PROBLEM REQUIREMENTS
Each line in the records that mentions the word "InputDriver" needs to be listed.

Records from a data source
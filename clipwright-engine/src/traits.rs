use std::sync::Arc;

use async_trait::async_trait;
use clipwright_core::types::BufferItem;
use serde::{Deserialize, Serialize};

#[derive(Debug, Clone, PartialEq, Eq, Serialize, Deserialize)]
pub struct GeneratedResponse {
    pub text: String,
    pub provider: String,
    pub model: String,
}

/// Text-generation backend.
///
/// Latency is unbounded but finite; the controller never awaits it while
/// holding session state.
#[async_trait]
pub trait ResponseProvider: Send + Sync {
    async fn submit(&self, items: &[BufferItem]) -> anyhow::Result<GeneratedResponse>;
}

#[derive(Debug, Clone, Copy, PartialEq, Eq, Hash, Serialize, Deserialize)]
#[serde(rename_all = "snake_case")]
pub enum Modifier {
    Shift,
    Control,
    Alt,
    Meta,
}

#[derive(Debug, Clone, Copy, PartialEq, Eq, Serialize, Deserialize)]
pub enum KeyDirection {
    Down,
    Up,
}

#[derive(Debug, Clone, PartialEq, Eq, Serialize, Deserialize)]
pub struct RawKeyEvent {
    // Lowercase key name ("a", "1", "space", "enter", "shift", ...).
    pub name: String,
    pub direction: KeyDirection,
}

impl RawKeyEvent {
    pub fn down(name: impl Into<String>) -> Self {
        Self {
            name: name.into(),
            direction: KeyDirection::Down,
        }
    }

    pub fn up(name: impl Into<String>) -> Self {
        Self {
            name: name.into(),
            direction: KeyDirection::Up,
        }
    }
}

/// What a raw-key hook wants done with the event it just saw.
#[derive(Debug, Clone, Copy, PartialEq, Eq)]
pub enum HookDecision {
    PassThrough,
    Consume,
}

#[derive(Debug, Clone, Copy, PartialEq, Eq, Hash)]
pub struct HookHandle(pub u64);

/// Runs on the hook's own delivery thread; must not block.
pub type KeyHookCallback = Arc<dyn Fn(&RawKeyEvent) -> HookDecision + Send + Sync>;

/// OS-level clipboard, keystroke injection, and raw-key hooks.
///
/// Calls are synchronous and may block briefly on the OS.
pub trait InputDriver: Send + Sync {
    fn read_clipboard(&self) -> anyhow::Result<String>;
    fn write_clipboard(&self, text: &str) -> anyhow::Result<()>;
    fn simulate_paste(&self) -> anyhow::Result<()>;
    fn type_character(&self, ch: char) -> anyhow::Result<()>;
    fn is_modifier_pressed(&self, modifier: Modifier) -> bool;
    fn register_key_hook(&self, callback: KeyHookCallback) -> anyhow::Result<HookHandle>;
    fn unregister_key_hook(&self, handle: HookHandle);
}

/// Runs a driver call on the blocking pool so async callers never stall a
/// runtime worker on the OS clipboard.
pub(crate) async fn on_driver<T, F>(driver: &Arc<dyn InputDriver>, f: F) -> anyhow::Result<T>
where
    T: Send + 'static,
    F: FnOnce(&dyn InputDriver) -> anyhow::Result<T> + Send + 'static,
{
    let driver = driver.clone();
    tokio::task::spawn_blocking(move || f(driver.as_ref()))
        .await
        .map_err(|e| anyhow::anyhow!("driver task failed: {e}"))?
}

/// Best-effort user alerts. Implementations swallow their own failures.
pub trait NotificationSink: Send + Sync {
    fn notify(&self, title: &str, message: &str);
}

RESULT OF THE EXERCISE
pub trait InputDriver: Send + Sync {
pub(crate) async fn on_driver<T, F>(driver: &Arc<dyn InputDriver>, f: F) -> anyhow::Result<T>
    F: FnOnce(&dyn InputDriver) -> anyhow::Result<T> + Send + 'static,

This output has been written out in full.